------ TASK INPUT ------
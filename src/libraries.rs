//! Operator helpers for browsing the remote account: `mdash libraries`
//! lists what the token can see, `mdash fields <id>` shows one library's
//! field definitions, useful when writing an import plan.

use anyhow::Result;
use serde_json::Value;
use std::path::Path;

use crate::config::Config;
use crate::fetcher::EntryFetcher;
use crate::models::{scalar_string, Library};

/// `mdash libraries`.
pub async fn run_libraries(config: &Config, config_path: &Path) -> Result<()> {
    let fetcher = EntryFetcher::from_config(config, config_path)?;
    let libraries = fetcher.list_libraries().await?;
    tracing::debug!(count = libraries.len(), "libraries listed");
    print!("{}", render_libraries(&libraries));
    Ok(())
}

/// `mdash fields <library_id>`.
pub async fn run_fields(config: &Config, config_path: &Path, library_id: &str) -> Result<()> {
    let fetcher = EntryFetcher::from_config(config, config_path)?;
    let fields = fetcher.library_fields(library_id).await?;

    match field_rows(&fields) {
        Some(rows) => {
            println!("{:<8} {:<32} TYPE", "ID", "NAME");
            for (id, name, kind) in rows {
                println!("{:<8} {:<32} {}", id, name, kind);
            }
        }
        None => println!("{}", serde_json::to_string_pretty(&fields)?),
    }
    Ok(())
}

fn render_libraries(libraries: &[Library]) -> String {
    let id_width = libraries
        .iter()
        .map(|l| l.id.len())
        .max()
        .unwrap_or(0)
        .max("ID".len());
    let name_width = libraries
        .iter()
        .map(|l| l.name.chars().count())
        .max()
        .unwrap_or(0)
        .max("NAME".len());

    let mut out = format!(
        "{:<iw$}  {:<nw$}  TITLE\n",
        "ID",
        "NAME",
        iw = id_width,
        nw = name_width
    );
    for l in libraries {
        out.push_str(&format!(
            "{:<iw$}  {:<nw$}  {}\n",
            l.id,
            l.name,
            l.title,
            iw = id_width,
            nw = name_width
        ));
    }
    out
}

/// `(id, name, type)` rows when the payload is a list of field objects,
/// bare or under `fields`. Anything else is printed as JSON.
fn field_rows(body: &Value) -> Option<Vec<(String, String, String)>> {
    let items = match body {
        Value::Array(items) => items,
        Value::Object(map) => map.get("fields")?.as_array()?,
        _ => return None,
    };
    let mut rows = Vec::with_capacity(items.len());
    for item in items {
        let obj = item.as_object()?;
        let name = obj.get("name").and_then(scalar_string)?;
        let id = obj.get("id").and_then(scalar_string).unwrap_or_default();
        let kind = obj.get("type").and_then(scalar_string).unwrap_or_default();
        rows.push((id, name, kind));
    }
    Some(rows)
}

#[cfg(test)]
mod tests {
    use super::*;
    use serde_json::json;

    #[test]
    fn libraries_table_is_aligned() {
        let out = render_libraries(&[
            Library {
                id: "abc123".into(),
                name: "sex".into(),
                title: "Sex".into(),
            },
            Library {
                id: "z".into(),
                name: "umore".into(),
                title: "Umore".into(),
            },
        ]);
        let lines: Vec<&str> = out.lines().collect();
        assert_eq!(lines[0], "ID      NAME   TITLE");
        assert_eq!(lines[1], "abc123  sex    Sex");
        assert_eq!(lines[2], "z       umore  Umore");
    }

    #[test]
    fn field_rows_accepts_bare_and_wrapped_lists() {
        let bare = json!([{"id": 1, "name": "umore", "type": "text"}]);
        assert_eq!(
            field_rows(&bare),
            Some(vec![("1".into(), "umore".into(), "text".into())])
        );

        let wrapped = json!({"fields": [{"name": "note"}]});
        assert_eq!(
            field_rows(&wrapped),
            Some(vec![(String::new(), "note".into(), String::new())])
        );
    }

    #[test]
    fn unknown_shapes_fall_back_to_json() {
        assert_eq!(field_rows(&json!({"weird": true})), None);
        assert_eq!(field_rows(&json!([{"type": "text"}])), None);
        assert_eq!(field_rows(&json!("x")), None);
    }
}
//! Response envelope extraction.
//!
//! List endpoints of the Memento API (and the proxies people put in front
//! of it) wrap their entries differently: `{"entries": [...]}`,
//! `{"items": [...]}`, `{"data": {"results": [...]}}` or a bare array.
//! Each shape is one [`Envelope`] strategy; [`extract_entries`] tries them
//! in [`ENVELOPES`] order and the first list found wins.

use serde_json::Value;

/// Where the entry list of a page may live.
#[derive(Debug, Clone, Copy, PartialEq, Eq)]
pub enum Envelope {
    /// Under a top-level key.
    Key(&'static str),
    /// The body itself.
    Body,
}

/// Strategies in the order they are tried.
pub const ENVELOPES: [Envelope; 4] = [
    Envelope::Key("entries"),
    Envelope::Key("items"),
    Envelope::Key("data"),
    Envelope::Body,
];

/// Keys searched one level down when a candidate is an object.
const NESTED_KEYS: [&str; 3] = ["results", "entries", "items"];

impl Envelope {
    /// Return the entry list this strategy finds in `body`, if any.
    pub fn extract<'a>(&self, body: &'a Value) -> Option<&'a Vec<Value>> {
        let candidate = match self {
            Envelope::Key(key) => body.as_object()?.get(*key)?,
            Envelope::Body => body,
        };
        match candidate {
            Value::Array(items) => Some(items),
            Value::Object(map) => NESTED_KEYS
                .iter()
                .find_map(|k| map.get(*k).and_then(Value::as_array)),
            _ => None,
        }
    }
}

/// Entries of one page; an unrecognized shape yields an empty page.
pub fn extract_entries(body: &Value) -> Vec<Value> {
    ENVELOPES
        .iter()
        .find_map(|strategy| strategy.extract(body))
        .cloned()
        .unwrap_or_default()
}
------
(EXERCISE DESCRIPTION) Having read the entries, repeat them all exactly.

(EXERCISE RESULT)
filename src/libraries.rs
//! Operator helpers for browsing the remote account: `mdash libraries`
//! lists what the token can see, `mdash fields <id>` shows one library's
//! field definitions, useful when writing an import plan.

use anyhow::Result;
use serde_json::Value;
use std::path::Path;

use crate::config::Config;
use crate::fetcher::EntryFetcher;
use crate::models::{scalar_string, Library};

/// `mdash libraries`.
pub async fn run_libraries(config: &Config, config_path: &Path) -> Result<()> {
    let fetcher = EntryFetcher::from_config(config, config_path)?;
    let libraries = fetcher.list_libraries().await?;
    tracing::debug!(count = libraries.len(), "libraries listed");
    print!("{}", render_libraries(&libraries));
    Ok(())
}

/// `mdash fields <library_id>`.
pub async fn run_fields(config: &Config, config_path: &Path, library_id: &str) -> Result<()> {
    let fetcher = EntryFetcher::from_config(config, config_path)?;
    let fields = fetcher.library_fields(library_id).await?;

    match field_rows(&fields) {
        Some(rows) => {
            println!("{:<8} {:<32} TYPE", "ID", "NAME");
            for (id, name, kind) in rows {
                println!("{:<8} {:<32} {}", id, name, kind);
            }
        }
        None => println!("{}", serde_json::to_string_pretty(&fields)?),
    }
    Ok(())
}

fn render_libraries(libraries: &[Library]) -> String {
    let id_width = libraries
        .iter()
        .map(|l| l.id.len())
        .max()
        .unwrap_or(0)
        .max("ID".len());
    let name_width = libraries
        .iter()
        .map(|l| l.name.chars().count())
        .max()
        .unwrap_or(0)
        .max("NAME".len());

    let mut out = format!(
        "{:<iw$}  {:<nw$}  TITLE\n",
        "ID",
        "NAME",
        iw = id_width,
        nw = name_width
    );
    for l in libraries {
        out.push_str(&format!(
            "{:<iw$}  {:<nw$}  {}\n",
            l.id,
            l.name,
            l.title,
            iw = id_width,
            nw = name_width
        ));
    }
    out
}

/// `(id, name, type)` rows when the payload is a list of field objects,
/// bare or under `fields`. Anything else is printed as JSON.
fn field_rows(body: &Value) -> Option<Vec<(String, String, String)>> {
    let items = match body {
        Value::Array(items) => items,
        Value::Object(map) => map.get("fields")?.as_array()?,
        _ => return None,
    };
    let mut rows = Vec::with_capacity(items.len());
    for item in items {
        let obj = item.as_object()?;
        let name = obj.get("name").and_then(scalar_string)?;
        let id = obj.get("id").and_then(scalar_string).unwrap_or_default();
        let kind = obj.get("type").and_then(scalar_string).unwrap_or_default();
        rows.push((id, name, kind));
    }
    Some(rows)
}

#[cfg(test)]
mod tests {
    use super::*;
    use serde_json::json;

    #[test]
    fn libraries_table_is_aligned() {
        let out = render_libraries(&[
            Library {
                id: "abc123".into(),
                name: "sex".into(),
                title: "Sex".into(),
            },
            Library {
                id: "z".into(),
                name: "umore".into(),
                title: "Umore".into(),
            },
        ]);
        let lines: Vec<&str> = out.lines().collect();
        assert_eq!(lines[0], "ID      NAME   TITLE");
        assert_eq!(lines[1], "abc123  sex    Sex");
        assert_eq!(lines[2], "z       umore  Umore");
    }

    #[test]
    fn field_rows_accepts_bare_and_wrapped_lists() {
        let bare = json!([{"id": 1, "name": "umore", "type": "text"}]);
        assert_eq!(
            field_rows(&bare),
            Some(vec![("1".into(), "umore".into(), "text".into())])
        );

        let wrapped = json!({"fields": [{"name": "note"}]});
        assert_eq!(
            field_rows(&wrapped),
            Some(vec![(String::new(), "note".into(), String::new())])
        );
    }

    #[test]
    fn unknown_shapes_fall_back_to_json() {
        assert_eq!(field_rows(&json!({"weird": true})), None);
        assert_eq!(field_rows(&json!([{"type": "text"}])), None);
        assert_eq!(field_rows(&json!("x")), None);
    }
}
//! Response envelope extraction.
//!
//! List endpoints of the Memento API (and the proxies people put in front
//! of it) wrap their entries differently: `{"entries": [...]}`,
//! `{"items": [...]}`, `{"data": {"results": [...]}}` or a bare array.
//! Each shape is one [`Envelope`] strategy; [`extract_entries`] tries them
//! in [`ENVELOPES`] order and the first list found wins.

use serde_json::Value;

/// Where the entry list of a page may live.
#[derive(Debug, Clone, Copy, PartialEq, Eq)]
pub enum Envelope {
    /// Under a top-level key.
    Key(&'static str),
    /// The body itself.
    Body,
}

/// Strategies in the order they are tried.
pub const ENVELOPES: [Envelope; 4] = [
    Envelope::Key("entries"),
    Envelope::Key("items"),
    Envelope::Key("data"),
    Envelope::Body,
];

/// Keys searched one level down when a candidate is an object.
const NESTED_KEYS: [&str; 3] = ["results", "entries", "items"];

impl Envelope {
    /// Return the entry list this strategy finds in `body`, if any.
    pub fn extract<'a>(&self, body: &'a Value) -> Option<&'a Vec<Value>> {
        let candidate = match self {
            Envelope::Key(key) => body.as_object()?.get(*key)?,
            Envelope::Body => body,
        };
        match candidate {
            Value::Array(items) => Some(items),
            Value::Object(map) => NESTED_KEYS
                .iter()
                .find_map(|k| map.get(*k).and_then(Value::as_array)),
            _ => None,
        }
    }
}

/// Entries of one page; an unrecognized shape yields an empty page.
pub fn extract_entries(body: &Value) -> Vec<Value> {
    ENVELOPES
        .iter()
        .find_map(|strategy| strategy.extract(body))
        .cloned()
        .unwrap_or_default()
}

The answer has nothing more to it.